Collected data:
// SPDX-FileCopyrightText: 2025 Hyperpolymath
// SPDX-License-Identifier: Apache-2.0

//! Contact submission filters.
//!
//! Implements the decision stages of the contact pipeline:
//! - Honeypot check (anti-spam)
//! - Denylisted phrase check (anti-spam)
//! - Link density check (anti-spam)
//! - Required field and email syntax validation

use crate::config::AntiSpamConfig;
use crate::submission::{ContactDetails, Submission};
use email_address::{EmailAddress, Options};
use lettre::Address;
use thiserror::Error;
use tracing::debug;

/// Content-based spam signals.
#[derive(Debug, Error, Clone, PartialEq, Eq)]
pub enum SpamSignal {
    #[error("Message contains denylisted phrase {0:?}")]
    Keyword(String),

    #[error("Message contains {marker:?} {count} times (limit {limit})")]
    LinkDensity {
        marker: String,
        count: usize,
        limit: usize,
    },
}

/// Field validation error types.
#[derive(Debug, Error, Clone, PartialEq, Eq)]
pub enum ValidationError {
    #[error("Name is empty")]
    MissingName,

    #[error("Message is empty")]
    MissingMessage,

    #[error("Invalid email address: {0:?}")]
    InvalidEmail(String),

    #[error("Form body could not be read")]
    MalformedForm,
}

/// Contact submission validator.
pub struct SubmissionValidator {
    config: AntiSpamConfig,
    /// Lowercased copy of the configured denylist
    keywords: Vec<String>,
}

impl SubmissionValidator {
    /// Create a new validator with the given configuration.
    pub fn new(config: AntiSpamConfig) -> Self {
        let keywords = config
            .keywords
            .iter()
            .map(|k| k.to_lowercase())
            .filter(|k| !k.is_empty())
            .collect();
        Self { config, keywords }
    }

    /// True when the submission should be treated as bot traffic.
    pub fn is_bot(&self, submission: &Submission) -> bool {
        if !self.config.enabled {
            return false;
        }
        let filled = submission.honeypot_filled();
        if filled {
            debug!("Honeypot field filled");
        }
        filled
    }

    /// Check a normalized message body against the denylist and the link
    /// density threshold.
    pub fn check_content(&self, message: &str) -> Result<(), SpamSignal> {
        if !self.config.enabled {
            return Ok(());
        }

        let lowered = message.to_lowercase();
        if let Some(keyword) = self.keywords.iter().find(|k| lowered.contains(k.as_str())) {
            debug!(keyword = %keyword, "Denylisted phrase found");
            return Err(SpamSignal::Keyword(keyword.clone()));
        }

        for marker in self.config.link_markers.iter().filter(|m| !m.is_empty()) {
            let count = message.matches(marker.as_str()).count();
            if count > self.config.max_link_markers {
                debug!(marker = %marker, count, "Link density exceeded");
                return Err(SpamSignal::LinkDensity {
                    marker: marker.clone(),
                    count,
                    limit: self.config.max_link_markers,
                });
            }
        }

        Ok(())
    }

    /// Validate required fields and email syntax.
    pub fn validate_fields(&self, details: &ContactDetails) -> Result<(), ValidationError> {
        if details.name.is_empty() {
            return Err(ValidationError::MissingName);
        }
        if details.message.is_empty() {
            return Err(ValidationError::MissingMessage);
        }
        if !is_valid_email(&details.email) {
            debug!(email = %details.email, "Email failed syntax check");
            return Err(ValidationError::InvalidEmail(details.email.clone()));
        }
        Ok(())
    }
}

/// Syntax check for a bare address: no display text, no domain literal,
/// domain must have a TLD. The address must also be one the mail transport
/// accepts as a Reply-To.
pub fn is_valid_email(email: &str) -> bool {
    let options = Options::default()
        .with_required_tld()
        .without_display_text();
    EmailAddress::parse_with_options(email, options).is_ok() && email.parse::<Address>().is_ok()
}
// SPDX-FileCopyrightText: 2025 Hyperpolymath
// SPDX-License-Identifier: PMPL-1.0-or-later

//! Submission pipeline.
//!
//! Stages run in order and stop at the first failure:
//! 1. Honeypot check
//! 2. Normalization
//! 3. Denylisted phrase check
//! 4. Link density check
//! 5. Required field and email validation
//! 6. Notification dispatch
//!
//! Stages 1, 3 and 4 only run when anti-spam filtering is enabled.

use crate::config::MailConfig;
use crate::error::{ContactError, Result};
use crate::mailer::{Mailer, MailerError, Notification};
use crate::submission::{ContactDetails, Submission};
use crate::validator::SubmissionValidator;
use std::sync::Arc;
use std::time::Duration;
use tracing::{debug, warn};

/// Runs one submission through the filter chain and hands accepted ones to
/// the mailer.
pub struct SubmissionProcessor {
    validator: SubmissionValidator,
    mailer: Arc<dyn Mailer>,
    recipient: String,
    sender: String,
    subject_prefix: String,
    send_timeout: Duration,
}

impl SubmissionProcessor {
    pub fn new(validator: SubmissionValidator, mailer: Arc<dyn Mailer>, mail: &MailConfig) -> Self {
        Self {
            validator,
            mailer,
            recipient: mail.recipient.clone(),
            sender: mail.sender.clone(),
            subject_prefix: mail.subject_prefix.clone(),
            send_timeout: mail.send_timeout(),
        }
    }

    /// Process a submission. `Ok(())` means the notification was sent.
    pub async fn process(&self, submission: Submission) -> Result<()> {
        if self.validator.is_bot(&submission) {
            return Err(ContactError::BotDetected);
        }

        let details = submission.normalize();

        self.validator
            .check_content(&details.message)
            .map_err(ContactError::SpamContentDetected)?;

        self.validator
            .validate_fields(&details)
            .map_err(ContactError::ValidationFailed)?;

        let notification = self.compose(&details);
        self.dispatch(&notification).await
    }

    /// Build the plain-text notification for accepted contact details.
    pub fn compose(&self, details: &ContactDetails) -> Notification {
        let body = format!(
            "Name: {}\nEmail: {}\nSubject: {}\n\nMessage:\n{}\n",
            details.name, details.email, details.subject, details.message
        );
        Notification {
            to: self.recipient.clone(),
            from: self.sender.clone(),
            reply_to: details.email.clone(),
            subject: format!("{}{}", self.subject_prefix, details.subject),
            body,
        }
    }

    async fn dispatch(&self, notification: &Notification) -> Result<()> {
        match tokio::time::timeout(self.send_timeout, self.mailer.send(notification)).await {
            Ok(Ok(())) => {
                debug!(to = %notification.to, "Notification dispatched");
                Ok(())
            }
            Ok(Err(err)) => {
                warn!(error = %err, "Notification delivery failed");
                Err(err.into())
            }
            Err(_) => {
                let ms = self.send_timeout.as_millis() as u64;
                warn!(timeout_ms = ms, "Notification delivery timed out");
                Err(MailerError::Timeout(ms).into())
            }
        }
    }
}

Exercise directions:
Wherever the string "Duration" appears in the records, copy the whole line.

Finished exercise:
use std::time::Duration;
    send_timeout: Duration,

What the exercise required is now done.